I believe in the weekly rituals of house cleaning, of bringing order back from the brink of entropy, of establishing the patterns of the week. While the bread rises and the soup simmers, clean the bathroom, scrub the kitchen counter, hang up the still clean clothes. The blankets need airing, the sheets and towels should be changed. Put away the books and projects left over from the busy week. Find all of the mugs tucked under chairs and beside the bed and wash them. Plan out the food for the week and grocery shop, so you know, in advance, what you’ll eat on Wednesday night. I believe we need to establish order in the physical world to establish order in the mental one.
I believe that you should grow some of your own food, so that you know, in your soul, what fresh food means. I believe in small herb patches: the scent of just picked marjoram cooking with garlic and onions at the beginning of the soup, chives and parsley chopped into cottage cheese, mint tucked into the pitcher of sun tea brewing on the doorstep. I believe in lettuce and broccoli jumbled together in a raised garden bed, in a community allotment full of potatoes in July, in working on a local farm, listening to the rustle of wheat in the summer air. Then, after you have raised the food, save some of it for winter. Make jam and pickles. Dry some fruit and herbs. Stash a couple of winter squashes under the bed, if you must. I believe that eating your own food at every meal—even if it is just the parsley—connects you to the cycle of the earth.

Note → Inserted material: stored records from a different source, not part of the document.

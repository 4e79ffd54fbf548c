//! YAML configuration file loader.

#![cfg_attr(feature = "fail-on-warnings", deny(warnings))]
#![warn(clippy::all, clippy::pedantic, clippy::nursery, clippy::cargo)]
#![allow(clippy::multiple_crate_versions)]

use std::fs;
use std::path::Path;

use crate::error::ConfigError;
use crate::types::Config;

/// Load a YAML configuration file.
///
/// Missing fields are filled with defaults, so the returned config always
/// carries a non-empty discovery template.
///
/// # Arguments
///
/// * `path` - Path to the YAML configuration file
///
/// # Errors
///
/// * If the file cannot be read
/// * If the file cannot be parsed as YAML
pub fn load_yaml_config(path: &Path) -> Result<Config, ConfigError> {
    log::debug!("Loading YAML config from {}", path.display());

    let content = fs::read_to_string(path).map_err(|e| ConfigError::ReadError {
        path: path.to_path_buf(),
        message: e.to_string(),
    })?;

    parse_config(path, &content)
}

/// Parse YAML text into a [`Config`], applying field defaults.
fn parse_config(path: &Path, content: &str) -> Result<Config, ConfigError> {
    let mut config: Config =
        serde_yaml::from_str(content).map_err(|e| ConfigError::ParseError {
            path: path.to_path_buf(),
            message: e.to_string(),
        })?;

    config.discovery.fill_defaults();

    log::debug!(
        "Loaded config: discovery enabled={}, template={:?}",
        config.discovery.enabled,
        config.discovery.template
    );

    Ok(config)
}
//! Configuration types for taskfinder.

#![cfg_attr(feature = "fail-on-warnings", deny(warnings))]
#![warn(clippy::all, clippy::pedantic, clippy::nursery, clippy::cargo)]
#![allow(clippy::multiple_crate_versions)]

use serde::{Deserialize, Serialize};

/// Default path template used when the config file omits or empties `template`.
pub const DEFAULT_TEMPLATE: &str = "specs/{branch}/tasks.md";

/// Taskfinder configuration.
#[derive(Debug, Clone, Default, PartialEq, Eq, Serialize, Deserialize)]
#[serde(rename_all = "camelCase")]
pub struct Config {
    /// Branch-based task file discovery settings.
    #[serde(default)]
    pub discovery: DiscoveryConfig,
}

/// Settings controlling branch-based task file discovery.
#[derive(Debug, Clone, PartialEq, Eq, Serialize, Deserialize)]
#[serde(rename_all = "camelCase")]
pub struct DiscoveryConfig {
    /// Whether branch-based discovery is attempted at all.
    #[serde(default)]
    pub enabled: bool,

    /// Path pattern containing the literal `{branch}` placeholder.
    #[serde(default = "default_template")]
    pub template: String,
}

fn default_template() -> String {
    DEFAULT_TEMPLATE.to_string()
}

impl Default for DiscoveryConfig {
    fn default() -> Self {
        Self {
            enabled: false,
            template: default_template(),
        }
    }
}

impl DiscoveryConfig {
    /// Replace an empty template with the default.
    ///
    /// The loader guarantees `template` is never empty after loading; an
    /// empty string in the source file counts as absent.
    pub fn fill_defaults(&mut self) {
        if self.template.is_empty() {
            self.template = default_template();
        }
    }
}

I believe in hand washing dishes while meditating on the nature of reality, in sorting laundry and hanging it out to dry in the cool morning air, in mending shirts and knitting socks and hats. I believe in eating off of the Good Dishes by candlelight some nights when you are dining alone, in inviting people over for dinner and setting a beautiful table, in carrying a mug of tea into the vegetable garden on the Summer Solstice.
I believe that, in establishing the rituals of housekeeping, you are connecting yourself to the core of the world, to the cycle of the earth, to all who have come before and those who will follow. If we all care well for our small personal homes, I believe we will make better choices for our larger home, the planet.